05 January 2010

Hanford gets an "A" on year-end report card?

NW Public Radio and KUOW ran the following story on the year-end grade that Hanford officials gave themselves - an "A", believe it or not!  However, the reporter simply took the contractors' year end email and used it for what was supposed to be a news story with the addition of Skinnarland's quote for Ecology.

Imagine giving an A:
  • to a polluter that the state had to sue due to violations of a consent decree timeline; 
  • for 22 years of delay in emptying Single Shell Tanks; 
  • proposing to never investigate or cleanup tank leaks and 40 miles of unlined trenches; 
  • and, formally proposing to use Hanford as a national waste dump.
Heart of America Northwest encourages you to email the KUOW news director, Anna King (the reporter) and WA Department of Ecology's director Ted Sturdevant using the points outlined above and asking for more insightful reporting to the public.

Following is the text of the short blurb Anna King ran on KUOW on December 30th:

It's been a big year at the Hanford Nuclear Reservation. Cleanup there was one of the biggest items in the federal stimulus package. And the largest federally funded construction project right now — Hanford's Vitrification plant — reached the halfway point.
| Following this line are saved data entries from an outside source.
//! Application configuration
//!
//! Configuration is loaded from multiple sources with the following priority (lowest to highest):
//! 1. `config/default.toml` (version controlled)
//! 2. `config/user.toml` (gitignored, user overrides)
//! 3. Environment variables (`PIEFALL_SECTION__KEY`)

use figment::{Figment, providers::{Format, Toml, Env}};
use piefall_core::{FallConfig, KindConfig, UniformRange};
use piefall_render::{color_from_hex, KindPalette};
use serde::{Serialize, Deserialize};
use std::path::Path;

/// Main application configuration
#[derive(Debug, Clone, Default, Serialize, Deserialize)]
pub struct AppConfig {
    /// Window configuration
    #[serde(default)]
    pub window: WindowConfig,
    /// Camera configuration
    #[serde(default)]
    pub camera: CameraConfig,
    /// Rendering configuration
    #[serde(default)]
    pub rendering: RenderingConfig,
    /// Falling-object configuration
    #[serde(default)]
    pub simulation: SimulationConfig,
    /// Template loading
    #[serde(default)]
    pub assets: AssetsConfig,
    /// Debug configuration
    #[serde(default)]
    pub debug: DebugConfig,
}

impl AppConfig {
    /// Load configuration from default locations
    ///
    /// Priority (lowest to highest):
    /// 1. `config/default.toml`
    /// 2. `config/user.toml`
    /// 3. Environment variables (`PIEFALL_*`)
    pub fn load() -> Result<Self, ConfigError> {
        Self::load_from("config")
    }

    /// Load configuration from a specific config directory
    pub fn load_from<P: AsRef<Path>>(config_dir: P) -> Result<Self, ConfigError> {
        let config_dir = config_dir.as_ref();
        let default_path = config_dir.join("default.toml");
        let user_path = config_dir.join("user.toml");

        let mut figment = Figment::new();

        if default_path.exists() {
            figment = figment.merge(Toml::file(&default_path));
        }

        if user_path.exists() {
            figment = figment.merge(Toml::file(&user_path));
        }

        // PIEFALL_WINDOW__TITLE=Test -> window.title = "Test"
        figment = figment.merge(Env::prefixed("PIEFALL_").split("__"));

        figment.extract().map_err(ConfigError::from)
    }
}

/// Window configuration
#[derive(Debug, Clone, Serialize, Deserialize)]
#[serde(default)]
pub struct WindowConfig {
    /// Window title
    pub title: String,
    /// Window width in pixels
    pub width: u32,
    /// Window height in pixels
    pub height: u32,
    /// Start in fullscreen mode
    pub fullscreen: bool,
    /// Enable VSync
    pub vsync: bool,
}

impl Default for WindowConfig {
    fn default() -> Self {
        Self {
            title: "Coming Soon".to_string(),
            width: 1280,
            height: 720,
            fullscreen: false,
            vsync: true,
        }
    }
}

/// Camera configuration
#[derive(Debug, Clone, Serialize, Deserialize)]
#[serde(default)]
pub struct CameraConfig {
    /// Eye position [x, y, z]
    pub position: [f32; 3],
    /// Look-at target [x, y, z]
    pub target: [f32; 3],
    /// Vertical field of view in degrees
    pub fov: f32,
    /// Near clipping plane
    pub near: f32,
    /// Far clipping plane
    pub far: f32,
}

impl Default for CameraConfig {
    fn default() -> Self {
        Self {
            position: [0.0, 0.0, 30.0],
            target: [0.0, 0.0, 0.0],
            fov: 75.0,
            near: 0.1,
            far: 1000.0,
        }
    }
}

/// Rendering configuration
#[derive(Debug, Clone, Serialize, Deserialize)]
#[serde(default)]
pub struct RenderingConfig {
    /// Instance buffer capacity
    pub max_instances: u32,
    /// Background color [r, g, b, a]
    pub background_color: [f32; 4],
    /// Light direction [x, y, z], normalized on upload
    pub light_dir: [f32; 3],
    /// Ambient light strength
    pub ambient_strength: f32,
    /// Diffuse light strength
    pub diffuse_strength: f32,
    /// Model color as `0xRRGGBB`
    pub model_color: u32,
    /// Text color as `0xRRGGBB`
    pub text_color: u32,
}

impl Default for RenderingConfig {
    fn default() -> Self {
        Self {
            max_instances: 1024,
            background_color: [0.0, 0.0, 0.0, 1.0],
            light_dir: [0.0, 1.0, 1.0],
            ambient_strength: 0.5,
            diffuse_strength: 1.0,
            model_color: 0xc4a160,
            text_color: 0xffffff,
        }
    }
}

impl RenderingConfig {
    /// Per-kind instance colors
    pub fn palette(&self) -> KindPalette {
        KindPalette {
            model: color_from_hex(self.model_color),
            text: color_from_hex(self.text_color),
        }
    }
}

/// Which preset the scene starts from
#[derive(Debug, Clone, Copy, Default, PartialEq, Eq, Serialize, Deserialize)]
#[serde(rename_all = "lowercase")]
pub enum Variant {
    /// Models only
    #[default]
    Base,
    /// Fewer models plus falling text
    Extended,
}

/// Falling-object configuration
#[derive(Debug, Clone, Default, Serialize, Deserialize)]
pub struct SimulationConfig {
    /// Preset to start from
    #[serde(default)]
    pub variant: Variant,
    /// RNG seed; drawn from entropy when unset
    #[serde(default, skip_serializing_if = "Option::is_none")]
    pub seed: Option<u64>,
    /// Per-field overrides for model objects
    #[serde(default)]
    pub model: KindOverride,
    /// Per-field overrides for text objects (ignored by the base variant)
    #[serde(default)]
    pub text: KindOverride,
}

impl SimulationConfig {
    /// Build the simulation parameters: preset first, then overrides
    pub fn fall_config(&self) -> FallConfig {
        let preset = match self.variant {
            Variant::Base => FallConfig::base(),
            Variant::Extended => FallConfig::extended(),
        };
        FallConfig {
            model: self.model.apply(preset.model),
            text: preset.text.map(|text| self.text.apply(text)),
        }
    }
}

/// Optional replacements for individual [`KindConfig`] fields
#[derive(Debug, Clone, Default, PartialEq, Serialize, Deserialize)]
#[serde(default)]
pub struct KindOverride {
    #[serde(skip_serializing_if = "Option::is_none")]
    pub count: Option<usize>,
    #[serde(skip_serializing_if = "Option::is_none")]
    pub rotation_speed_range: Option<UniformRange>,
    #[serde(skip_serializing_if = "Option::is_none")]
    pub fall_speed_range: Option<UniformRange>,
    #[serde(skip_serializing_if = "Option::is_none")]
    pub separation_threshold: Option<f32>,
    #[serde(skip_serializing_if = "Option::is_none")]
    pub separation_gain: Option<f32>,
    #[serde(skip_serializing_if = "Option::is_none")]
    pub recycle_bound_y: Option<f32>,
    /// Turn recycling off entirely
    #[serde(skip_serializing_if = "Option::is_none")]
    pub disable_recycling: Option<bool>,
    #[serde(skip_serializing_if = "Option::is_none")]
    pub spawn_range_x: Option<UniformRange>,
    #[serde(skip_serializing_if = "Option::is_none")]
    pub spawn_range_y: Option<UniformRange>,
    #[serde(skip_serializing_if = "Option::is_none")]
    pub spawn_range_z: Option<UniformRange>,
    #[serde(skip_serializing_if = "Option::is_none")]
    pub scale: Option<f32>,
}

impl KindOverride {
    /// Replace every field of `base` that this override sets
    pub fn apply(&self, base: KindConfig) -> KindConfig {
        let recycle_bound_y = if self.disable_recycling == Some(true) {
            None
        } else {
            self.recycle_bound_y.or(base.recycle_bound_y)
        };

        KindConfig {
            count: self.count.unwrap_or(base.count),
            rotation_speed_range: self.rotation_speed_range.unwrap_or(base.rotation_speed_range),
            fall_speed_range: self.fall_speed_range.unwrap_or(base.fall_speed_range),
            separation_threshold: self.separation_threshold.unwrap_or(base.separation_threshold),
            separation_gain: self.separation_gain.unwrap_or(base.separation_gain),
            recycle_bound_y,
            spawn_range_x: self.spawn_range_x.unwrap_or(base.spawn_range_x),
            spawn_range_y: self.spawn_range_y.unwrap_or(base.spawn_range_y),
            spawn_range_z: self.spawn_range_z.unwrap_or(base.spawn_range_z),
            scale: self.scale.unwrap_or(base.scale),
        }
    }
}

/// Template loading configuration
#[derive(Debug, Clone, Serialize, Deserialize)]
#[serde(default)]
pub struct AssetsConfig {
    /// Artificial delay before each template is delivered
    pub load_delay_ms: u64,
    /// Text shown on the text slabs
    pub text: String,
    /// Edge length of one glyph pixel
    pub text_pixel: f32,
    /// Thickness of the text slab
    pub text_depth: f32,
    /// Pie radius
    pub pie_radius: f32,
    /// Pie thickness
    pub pie_thickness: f32,
    /// Segments around the full circle
    pub pie_segments: u32,
}

impl Default for AssetsConfig {
    fn default() -> Self {
        Self {
            load_delay_ms: 0,
            text: "COMING SOON".to_string(),
            text_pixel: 0.25,
            text_depth: 0.5,
            pie_radius: 1.5,
            pie_thickness: 0.5,
            pie_segments: 32,
        }
    }
}

/// Debug configuration
#[derive(Debug, Clone, Serialize, Deserialize)]
#[serde(default)]
pub struct DebugConfig {
    /// Log level (error, warn, info, debug, trace)
    pub log_level: String,
    /// Run without a window, rendering to the log
    pub headless: bool,
    /// Frames to run in headless mode
    pub headless_frames: u64,
    /// Headless tick rate
    pub headless_fps: f64,
    /// Frames between stats log lines (0 disables them)
    pub stats_interval: u64,
}

impl Default for DebugConfig {
    fn default() -> Self {
        Self {
            log_level: "info".to_string(),
            headless: false,
            headless_frames: 600,
            headless_fps: 60.0,
            stats_interval: 300,
        }
    }
}

/// Configuration error
#[derive(Debug)]
pub struct ConfigError {
    message: String,
}

impl From<figment::Error> for ConfigError {
    fn from(e: figment::Error) -> Self {
        ConfigError {
            message: e.to_string(),
        }
    }
}

impl std::fmt::Display for ConfigError {
    fn fmt(&self, f: &mut std::fmt::Formatter<'_>) -> std::fmt::Result {
        write!(f, "Configuration error: {}", self.message)
    }
}

impl std::error::Error for ConfigError {}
But are we closer to cleaning one of America's dirtiest places?

If Hanford were a student, Washington State Ecology's Ron Skinnarland says he'd give the site an "A" on its end of the year progress report. Here's Hanford's list of got–it–done in 2009: A newly negotiated Tri–Party Agreement that sets deadlines for cleanup. A massive factory to treat nuclear waste is 50 percent complete. And 51 buildings were taken down. Ecology's Skinnarland says without the stimulus funding many projects would have been put off.

Ron Skinnarland: "We have a lot of decisions that Ecology and the EPA, the regulatory agencies, have to make to make sure that we can spend all this money efficiently and do the right thing. So we still have a lot of work ahead of us. But we are glad we have the opportunity."

DOE officials say in 2010 they will continue to shrink the contaminated footprint of the nuclear site. Also, they want to focus on improving worker safety in one of the most complicated and dangerous worksites in the world.

I'm Anna King in Richland.

2 comments:

  1. An "A"?? That's outrageous! Especially with the mess that is the Tank Closure & Waste Management EIS coming up...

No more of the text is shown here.